There’s this nifty little kitchen utensil called the appa patra…. The jugal bandits use their’s extensively….so does my namesake….see her version of no fry pakoras… and nupur dished out this kofta curry from the same kind of pan…needless to say, this caught my fancy, so the last time amma visted….she bought me this pan…I for one am on a ‘not buying anything unless my life depends on it’ mode….so when amma said she wanted to buy me a gift, I said ok…why not buy me something I really want instead of clothes..or anything else…. That’s how I got my appa patra
Ever since I got it, I have been making some kind of stuff in it…the fact that they haven’t featured here is testimony to the fact that they didn’t make it to the photographs!! the easiest is to make use of souring idly batter, add chopped onions, green chillies, curry leaves and cumin seeds and make appey…. Instantly, some sooji / Bombay rava mixed with curd and baking soda and spices too will do the trick.

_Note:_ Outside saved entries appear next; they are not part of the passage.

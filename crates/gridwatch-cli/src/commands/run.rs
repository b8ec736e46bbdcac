//! The bot loop.
//!
//! One cooperative task multiplexing four inputs: the 60-second alert tick,
//! the daily calendar refresh, the hourly standings refresh, and a
//! line-based command intake on stdin. Only one branch runs at a time, so a
//! full tick (config reload included) is never interleaved with command
//! handling. A failure in any branch is logged and never stops the loop.

use std::error::Error;
use std::path::PathBuf;
use std::time::Duration;

use chrono::Utc;
use clap::Args;
use tokio::io::AsyncBufReadExt;
use tracing::{error, info, warn};

use gridwatch_core::bot::commands::{respond, Command};
use gridwatch_core::{
    AlertScheduler, CalendarRefresher, DiscordSink, EventDb, EventFilter, StandingsCache,
    StandingsClient, DEFAULT_CALENDAR_URL,
};

/// How often, in seconds, to check whether alerts should be sent.
const ALERT_INTERVAL_SECS: u64 = 60;
/// How often to re-download the calendar feed.
const CALENDAR_INTERVAL_SECS: u64 = 24 * 60 * 60;
/// How often to refresh the standings cache.
const STANDINGS_INTERVAL_SECS: u64 = 60 * 60;

#[derive(Args)]
pub struct RunArgs {
    /// Events database (defaults to ~/.config/gridwatch/calendar.db)
    #[arg(long)]
    db: Option<PathBuf>,
    /// Alert config file (defaults to ~/.config/gridwatch/alerts.toml)
    #[arg(long)]
    config: Option<PathBuf>,
    /// Discord webhook URL (defaults to the stored credential)
    #[arg(long)]
    webhook_url: Option<String>,
    /// Calendar feed URL
    #[arg(long, default_value = DEFAULT_CALENDAR_URL)]
    calendar_url: String,
    /// Local copy of the downloaded feed
    #[arg(long)]
    calendar_file: Option<PathBuf>,
}

pub fn run(args: RunArgs) -> Result<(), Box<dyn Error>> {
    super::runtime()?.block_on(run_bot(args))
}

async fn run_bot(args: RunArgs) -> Result<(), Box<dyn Error>> {
    let db_path = super::db_path(args.db)?;
    let config_path = super::config_path(args.config)?;
    let calendar_file = super::calendar_file(args.calendar_file)?;

    let db = EventDb::open(&db_path)?;
    let events = db.upcoming_events(EventFilter::Any, Utc::now())?;
    info!(count = events.len(), "tracking upcoming events");

    // First config load is fatal; later reload failures only warn.
    let mut scheduler = AlertScheduler::new(events, &config_path)?;

    let sink = match args.webhook_url {
        Some(url) => DiscordSink::with_webhook_url(url),
        None => DiscordSink::new(),
    };
    if !sink.is_configured() {
        warn!("no webhook configured; alerts will be logged, not delivered");
    }

    let refresher = CalendarRefresher::new(args.calendar_url, &calendar_file, &db_path);
    let standings_client = StandingsClient::new();
    let mut standings_cache = StandingsCache::default();

    let mut alert_tick = tokio::time::interval(Duration::from_secs(ALERT_INTERVAL_SECS));
    let mut calendar_tick = tokio::time::interval(Duration::from_secs(CALENDAR_INTERVAL_SECS));
    let mut standings_tick = tokio::time::interval(Duration::from_secs(STANDINGS_INTERVAL_SECS));

    let mut stdin = tokio::io::BufReader::new(tokio::io::stdin()).lines();
    let mut stdin_open = true;

    info!("gridwatch running");
    loop {
        tokio::select! {
            _ = alert_tick.tick() => {
                let now = Utc::now();
                for notification in scheduler.tick(now) {
                    info!(title = %notification.title, "alert fired");
                    if !sink.is_configured() {
                        continue;
                    }
                    // No retry: the dedup record is already inserted.
                    if let Err(err) = sink.send(&notification).await {
                        error!("delivery failed: {err}");
                    }
                }
            }
            _ = calendar_tick.tick() => {
                match refresher.refresh().await {
                    Ok(true) => match db.upcoming_events(EventFilter::Any, Utc::now()) {
                        Ok(events) => {
                            info!(count = events.len(), "calendar changed, event list reloaded");
                            scheduler.replace_events(events);
                        }
                        Err(err) => error!("event reload after refresh failed: {err}"),
                    },
                    Ok(false) => {}
                    Err(err) => warn!("calendar refresh failed: {err}"),
                }
            }
            _ = standings_tick.tick() => {
                if let Err(err) = standings_cache.refresh(&standings_client, super::season_year()).await {
                    warn!("standings refresh failed: {err}");
                }
            }
            line = stdin.next_line(), if stdin_open => {
                match line {
                    Ok(Some(line)) if line.trim().is_empty() => {}
                    Ok(Some(line)) => match Command::parse(&line) {
                        Some(command) => {
                            println!("{}", respond(command, scheduler.events(), &standings_cache, Utc::now()));
                        }
                        None => println!("unknown command: {}", line.trim()),
                    },
                    Ok(None) | Err(_) => {
                        // stdin closed; keep the bot running without the
                        // command surface.
                        stdin_open = false;
                    }
                }
            }
            _ = tokio::signal::ctrl_c() => {
                info!("shutting down");
                break;
            }
        }
    }
    Ok(())
}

I made dahi vadas. With batter made from 2 cups of dal soaked for 4 hours, we got about 35 small vadas. Most of them we ate as is, with chutney and sauce…the rest I dunked in yogurt and added seasoning.This one is not going to cheat you of the smooth and creamy texture of the original deep fried version…its going to be your favourite if you like dahi vadas purely because the whole thing gets made in less than 4 T of oil… how great is that??
While the fried ones aren’t as crisp as they deep fried versions, this is the only compromise you will have to make. Taste wise they’re the same. this is a great way to have your favourite foods minus the extra calories ofcourse. for the original deep fried version of the same thing, look here.
Cheater’s Dahi Vada (makes about 18 vadas)
Time taken: 15 mins to cook, 4 hrs of soaking
1 c skinned whole urad dal, soaked for 4 hours and ground with ¼ c water to a buttery batter
2 T finely chopped onion
2 green chillies, finely chopped
4-5 black pepper, crushed coarsely
1 t cumin seeds
5-6 curry leaves, chopped fine
Salt to taste
3 T oil
2 c yoghurt, whisked to remove lumps
A pinch of salt (remember the vadas are already salted)
For the tempering:
1 t oil, ½ t mustard seeds, 1 T urad dal, 2 dry red chillies, A few curry leaves
In a bowl, mix together the urad dal batter with the cumin seeds, crushed pepper, green chillies, curry leaves and onions. Heat the appa patra on medium heat, put ½ teaspoon of oil in each of the depressions.
With a spoon, spoon in a dollop of the vada batter into each of the depressions. Fry them for a few minutes and using a fork or a spoon, turn them over and fry for another few minutes. If you want them crisp, use smaller dollops and increase the oil in the slots of the appa patra to a tablespoon each.
(The vadas can be eaten at this stage as is, with chutney, sauce or sambhar / rasam) if you want dahi vadas, read further.
Dunk the fried vadas into 2 cups of warm water and let them sit there for a couple of minutes. Retrieve and plunge them into the whisked yoghurt.
In a small pan, heat the oil for tempering, splutter the mustard seeds, fry the urad dal till golden, fry the red chillies till they change colour and add the curry leaves and fry till they are crisp. Spoon this onto the yoghurt. Chill for 30 minutes before serving.